◆ What is expected
Check each line of the data below for the string "SparseVector". Then give the number of lines that have it, without anything else.

◆ Stored items
______________________________
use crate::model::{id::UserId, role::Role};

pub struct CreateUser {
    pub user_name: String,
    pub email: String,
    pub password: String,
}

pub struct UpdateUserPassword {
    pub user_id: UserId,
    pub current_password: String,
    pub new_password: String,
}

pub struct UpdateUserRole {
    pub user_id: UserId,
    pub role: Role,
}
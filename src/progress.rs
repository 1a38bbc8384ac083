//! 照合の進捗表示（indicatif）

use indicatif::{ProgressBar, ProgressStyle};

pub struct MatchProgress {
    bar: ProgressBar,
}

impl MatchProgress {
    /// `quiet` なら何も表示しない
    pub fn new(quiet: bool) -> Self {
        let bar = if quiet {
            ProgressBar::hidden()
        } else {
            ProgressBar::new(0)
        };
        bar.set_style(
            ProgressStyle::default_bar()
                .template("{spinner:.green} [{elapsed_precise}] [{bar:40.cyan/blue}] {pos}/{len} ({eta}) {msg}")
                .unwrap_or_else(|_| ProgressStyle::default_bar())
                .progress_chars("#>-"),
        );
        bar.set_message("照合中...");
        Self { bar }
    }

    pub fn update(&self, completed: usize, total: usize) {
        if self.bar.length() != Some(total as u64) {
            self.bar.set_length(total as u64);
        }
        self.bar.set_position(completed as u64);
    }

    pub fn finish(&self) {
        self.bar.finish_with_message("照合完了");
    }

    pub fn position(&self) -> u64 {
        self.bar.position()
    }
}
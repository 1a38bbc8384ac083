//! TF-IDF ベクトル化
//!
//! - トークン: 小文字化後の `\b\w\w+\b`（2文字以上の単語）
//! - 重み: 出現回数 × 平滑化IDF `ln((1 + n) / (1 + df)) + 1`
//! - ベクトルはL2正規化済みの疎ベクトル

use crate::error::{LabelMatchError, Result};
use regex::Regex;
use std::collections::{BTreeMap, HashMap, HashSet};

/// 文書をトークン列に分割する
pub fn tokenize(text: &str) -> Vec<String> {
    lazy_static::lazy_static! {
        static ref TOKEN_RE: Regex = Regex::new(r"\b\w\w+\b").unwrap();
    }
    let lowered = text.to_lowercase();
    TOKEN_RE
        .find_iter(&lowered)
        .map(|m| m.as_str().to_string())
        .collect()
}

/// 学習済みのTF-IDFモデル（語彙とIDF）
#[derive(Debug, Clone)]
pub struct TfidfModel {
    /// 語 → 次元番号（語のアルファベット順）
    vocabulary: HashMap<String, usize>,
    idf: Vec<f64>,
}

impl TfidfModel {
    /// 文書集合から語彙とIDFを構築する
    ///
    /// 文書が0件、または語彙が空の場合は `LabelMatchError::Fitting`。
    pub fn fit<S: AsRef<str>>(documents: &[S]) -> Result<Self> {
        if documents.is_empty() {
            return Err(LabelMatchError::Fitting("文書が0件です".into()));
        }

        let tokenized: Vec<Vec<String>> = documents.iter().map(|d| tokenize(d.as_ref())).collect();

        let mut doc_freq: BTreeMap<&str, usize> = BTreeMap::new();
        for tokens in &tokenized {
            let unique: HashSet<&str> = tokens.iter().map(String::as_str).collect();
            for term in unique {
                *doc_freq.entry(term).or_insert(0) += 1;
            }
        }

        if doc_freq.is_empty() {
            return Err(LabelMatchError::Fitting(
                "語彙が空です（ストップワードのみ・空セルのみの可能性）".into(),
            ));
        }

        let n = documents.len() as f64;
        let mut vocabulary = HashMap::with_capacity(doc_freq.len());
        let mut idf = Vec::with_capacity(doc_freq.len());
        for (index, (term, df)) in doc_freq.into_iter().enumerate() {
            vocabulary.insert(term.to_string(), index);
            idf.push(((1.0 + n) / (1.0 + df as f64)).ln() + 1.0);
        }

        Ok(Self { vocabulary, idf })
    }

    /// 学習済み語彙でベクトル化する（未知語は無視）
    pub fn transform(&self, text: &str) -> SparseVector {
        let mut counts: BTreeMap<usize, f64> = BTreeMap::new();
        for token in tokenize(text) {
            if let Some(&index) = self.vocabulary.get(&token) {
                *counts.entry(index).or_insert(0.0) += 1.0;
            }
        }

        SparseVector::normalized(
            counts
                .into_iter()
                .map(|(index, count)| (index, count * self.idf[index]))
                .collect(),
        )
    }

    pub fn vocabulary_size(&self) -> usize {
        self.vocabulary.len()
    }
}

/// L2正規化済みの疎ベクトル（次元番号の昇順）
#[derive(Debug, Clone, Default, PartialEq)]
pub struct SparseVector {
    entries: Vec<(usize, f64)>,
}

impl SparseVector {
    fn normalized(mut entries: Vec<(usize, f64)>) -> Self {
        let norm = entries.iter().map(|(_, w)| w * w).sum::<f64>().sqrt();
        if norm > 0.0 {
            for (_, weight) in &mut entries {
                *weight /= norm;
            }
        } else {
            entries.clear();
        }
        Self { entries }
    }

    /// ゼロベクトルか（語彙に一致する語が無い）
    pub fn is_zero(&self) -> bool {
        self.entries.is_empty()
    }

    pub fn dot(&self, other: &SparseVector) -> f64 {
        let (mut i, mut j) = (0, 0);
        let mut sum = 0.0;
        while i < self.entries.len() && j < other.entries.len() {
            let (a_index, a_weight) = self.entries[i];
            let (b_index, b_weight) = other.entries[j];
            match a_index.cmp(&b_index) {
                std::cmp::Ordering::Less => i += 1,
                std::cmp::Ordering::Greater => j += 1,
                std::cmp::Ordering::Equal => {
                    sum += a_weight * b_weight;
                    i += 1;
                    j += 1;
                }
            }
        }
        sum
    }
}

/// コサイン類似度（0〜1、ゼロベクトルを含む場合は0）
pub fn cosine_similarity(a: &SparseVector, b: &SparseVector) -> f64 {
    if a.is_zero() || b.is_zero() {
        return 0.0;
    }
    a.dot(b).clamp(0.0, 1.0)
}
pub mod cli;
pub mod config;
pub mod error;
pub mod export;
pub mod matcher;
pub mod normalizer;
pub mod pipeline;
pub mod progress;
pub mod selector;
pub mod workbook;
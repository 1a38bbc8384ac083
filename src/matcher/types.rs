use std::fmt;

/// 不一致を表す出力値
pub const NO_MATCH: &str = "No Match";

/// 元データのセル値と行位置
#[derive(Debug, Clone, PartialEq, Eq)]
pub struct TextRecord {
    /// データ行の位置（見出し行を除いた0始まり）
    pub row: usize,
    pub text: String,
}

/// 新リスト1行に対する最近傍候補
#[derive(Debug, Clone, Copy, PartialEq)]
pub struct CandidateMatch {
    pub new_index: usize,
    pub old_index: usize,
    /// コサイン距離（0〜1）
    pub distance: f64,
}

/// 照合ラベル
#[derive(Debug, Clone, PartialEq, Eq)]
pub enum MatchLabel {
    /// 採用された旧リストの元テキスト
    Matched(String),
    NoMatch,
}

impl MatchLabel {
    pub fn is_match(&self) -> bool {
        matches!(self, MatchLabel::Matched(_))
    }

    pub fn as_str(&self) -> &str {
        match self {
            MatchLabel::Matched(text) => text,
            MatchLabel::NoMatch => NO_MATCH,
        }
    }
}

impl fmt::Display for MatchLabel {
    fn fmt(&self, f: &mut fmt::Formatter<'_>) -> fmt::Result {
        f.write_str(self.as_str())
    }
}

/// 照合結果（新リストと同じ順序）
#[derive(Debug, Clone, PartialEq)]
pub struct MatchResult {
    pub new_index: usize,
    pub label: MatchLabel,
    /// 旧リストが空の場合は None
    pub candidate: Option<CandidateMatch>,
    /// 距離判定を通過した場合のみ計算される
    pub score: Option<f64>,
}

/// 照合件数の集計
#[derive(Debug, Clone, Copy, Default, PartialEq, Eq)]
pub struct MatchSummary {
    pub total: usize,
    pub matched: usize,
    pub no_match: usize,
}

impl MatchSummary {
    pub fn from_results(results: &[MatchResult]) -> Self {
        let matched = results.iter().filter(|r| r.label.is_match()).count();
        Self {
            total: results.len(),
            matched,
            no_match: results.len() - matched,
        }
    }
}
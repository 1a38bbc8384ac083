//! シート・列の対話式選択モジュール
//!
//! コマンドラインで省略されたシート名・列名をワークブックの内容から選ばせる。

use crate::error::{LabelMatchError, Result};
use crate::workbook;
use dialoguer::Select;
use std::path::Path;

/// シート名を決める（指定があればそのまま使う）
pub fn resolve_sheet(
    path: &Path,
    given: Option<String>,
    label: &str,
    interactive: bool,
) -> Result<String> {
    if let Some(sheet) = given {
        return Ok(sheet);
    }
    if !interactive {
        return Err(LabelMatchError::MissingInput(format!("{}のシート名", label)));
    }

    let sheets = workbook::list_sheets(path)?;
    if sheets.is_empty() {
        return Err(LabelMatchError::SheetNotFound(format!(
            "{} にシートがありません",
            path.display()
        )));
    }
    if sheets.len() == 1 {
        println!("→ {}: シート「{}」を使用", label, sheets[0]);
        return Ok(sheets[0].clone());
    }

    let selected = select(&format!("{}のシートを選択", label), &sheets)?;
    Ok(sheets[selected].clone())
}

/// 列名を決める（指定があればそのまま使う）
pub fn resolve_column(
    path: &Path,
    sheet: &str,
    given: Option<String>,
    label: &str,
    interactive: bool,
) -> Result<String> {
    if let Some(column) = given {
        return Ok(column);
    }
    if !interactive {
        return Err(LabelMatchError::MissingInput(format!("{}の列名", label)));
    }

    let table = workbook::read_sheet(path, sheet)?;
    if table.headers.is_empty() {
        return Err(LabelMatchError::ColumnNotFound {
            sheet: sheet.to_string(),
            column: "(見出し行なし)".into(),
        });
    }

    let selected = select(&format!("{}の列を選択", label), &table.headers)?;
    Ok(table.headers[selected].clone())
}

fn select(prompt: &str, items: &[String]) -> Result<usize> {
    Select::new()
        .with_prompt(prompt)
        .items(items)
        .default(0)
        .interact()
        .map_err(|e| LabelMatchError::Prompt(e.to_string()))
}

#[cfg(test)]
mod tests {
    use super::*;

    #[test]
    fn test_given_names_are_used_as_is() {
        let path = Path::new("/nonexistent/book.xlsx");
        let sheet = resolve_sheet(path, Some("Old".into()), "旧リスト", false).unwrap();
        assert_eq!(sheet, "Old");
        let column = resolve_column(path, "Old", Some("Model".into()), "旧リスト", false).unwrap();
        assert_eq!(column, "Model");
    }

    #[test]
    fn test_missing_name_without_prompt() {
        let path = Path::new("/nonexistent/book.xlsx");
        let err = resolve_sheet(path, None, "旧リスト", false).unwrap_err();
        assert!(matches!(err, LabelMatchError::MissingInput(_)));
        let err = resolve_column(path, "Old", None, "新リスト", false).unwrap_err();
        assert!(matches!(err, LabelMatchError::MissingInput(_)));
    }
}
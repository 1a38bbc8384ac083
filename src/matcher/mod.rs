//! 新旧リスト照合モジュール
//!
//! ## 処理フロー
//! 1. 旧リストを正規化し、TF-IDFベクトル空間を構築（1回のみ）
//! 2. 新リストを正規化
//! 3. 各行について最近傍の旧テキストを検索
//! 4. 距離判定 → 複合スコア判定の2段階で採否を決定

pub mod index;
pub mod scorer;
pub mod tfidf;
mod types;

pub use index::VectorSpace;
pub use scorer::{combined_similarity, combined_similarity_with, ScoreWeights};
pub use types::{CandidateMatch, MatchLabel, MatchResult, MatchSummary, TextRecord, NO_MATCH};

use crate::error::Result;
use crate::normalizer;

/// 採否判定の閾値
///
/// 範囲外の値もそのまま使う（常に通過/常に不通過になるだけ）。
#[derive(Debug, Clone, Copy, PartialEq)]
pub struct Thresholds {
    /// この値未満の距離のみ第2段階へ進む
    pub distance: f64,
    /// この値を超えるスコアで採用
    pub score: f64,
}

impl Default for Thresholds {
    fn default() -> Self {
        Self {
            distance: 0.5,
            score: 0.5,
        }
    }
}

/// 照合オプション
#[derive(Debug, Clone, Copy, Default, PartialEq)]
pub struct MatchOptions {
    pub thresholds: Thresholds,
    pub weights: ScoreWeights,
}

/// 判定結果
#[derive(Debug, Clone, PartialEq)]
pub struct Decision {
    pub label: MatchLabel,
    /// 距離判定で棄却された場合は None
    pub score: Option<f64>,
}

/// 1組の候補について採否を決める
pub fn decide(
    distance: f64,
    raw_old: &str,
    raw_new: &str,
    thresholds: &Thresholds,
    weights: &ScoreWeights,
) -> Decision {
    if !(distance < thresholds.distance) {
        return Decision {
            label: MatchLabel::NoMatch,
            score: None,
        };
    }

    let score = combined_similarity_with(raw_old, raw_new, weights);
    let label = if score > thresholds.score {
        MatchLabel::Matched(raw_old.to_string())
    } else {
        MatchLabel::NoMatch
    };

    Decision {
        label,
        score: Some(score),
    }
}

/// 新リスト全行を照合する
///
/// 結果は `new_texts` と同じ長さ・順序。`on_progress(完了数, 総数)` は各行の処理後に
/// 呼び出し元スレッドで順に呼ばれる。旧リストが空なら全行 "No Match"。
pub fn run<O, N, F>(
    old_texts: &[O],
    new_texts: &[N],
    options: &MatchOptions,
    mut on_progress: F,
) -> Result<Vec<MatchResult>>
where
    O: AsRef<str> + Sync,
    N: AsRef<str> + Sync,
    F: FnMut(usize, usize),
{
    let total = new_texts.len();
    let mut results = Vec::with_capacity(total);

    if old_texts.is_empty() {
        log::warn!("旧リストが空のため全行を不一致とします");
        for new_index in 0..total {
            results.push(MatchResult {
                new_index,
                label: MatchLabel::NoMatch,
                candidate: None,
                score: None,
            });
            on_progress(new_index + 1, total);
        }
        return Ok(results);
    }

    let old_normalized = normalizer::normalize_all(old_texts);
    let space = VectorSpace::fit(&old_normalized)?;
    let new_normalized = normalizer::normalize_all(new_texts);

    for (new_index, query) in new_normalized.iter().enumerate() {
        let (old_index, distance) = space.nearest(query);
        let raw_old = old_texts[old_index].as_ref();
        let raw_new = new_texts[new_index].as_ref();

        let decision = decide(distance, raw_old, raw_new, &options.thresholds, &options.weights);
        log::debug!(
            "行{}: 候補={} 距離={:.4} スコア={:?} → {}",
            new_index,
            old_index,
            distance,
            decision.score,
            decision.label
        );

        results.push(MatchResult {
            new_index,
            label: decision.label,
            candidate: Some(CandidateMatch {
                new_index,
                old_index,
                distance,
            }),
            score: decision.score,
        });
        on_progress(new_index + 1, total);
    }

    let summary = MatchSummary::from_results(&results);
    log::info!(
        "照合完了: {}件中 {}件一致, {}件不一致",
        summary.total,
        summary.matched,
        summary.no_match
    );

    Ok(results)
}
______________________________
◆ Response area
6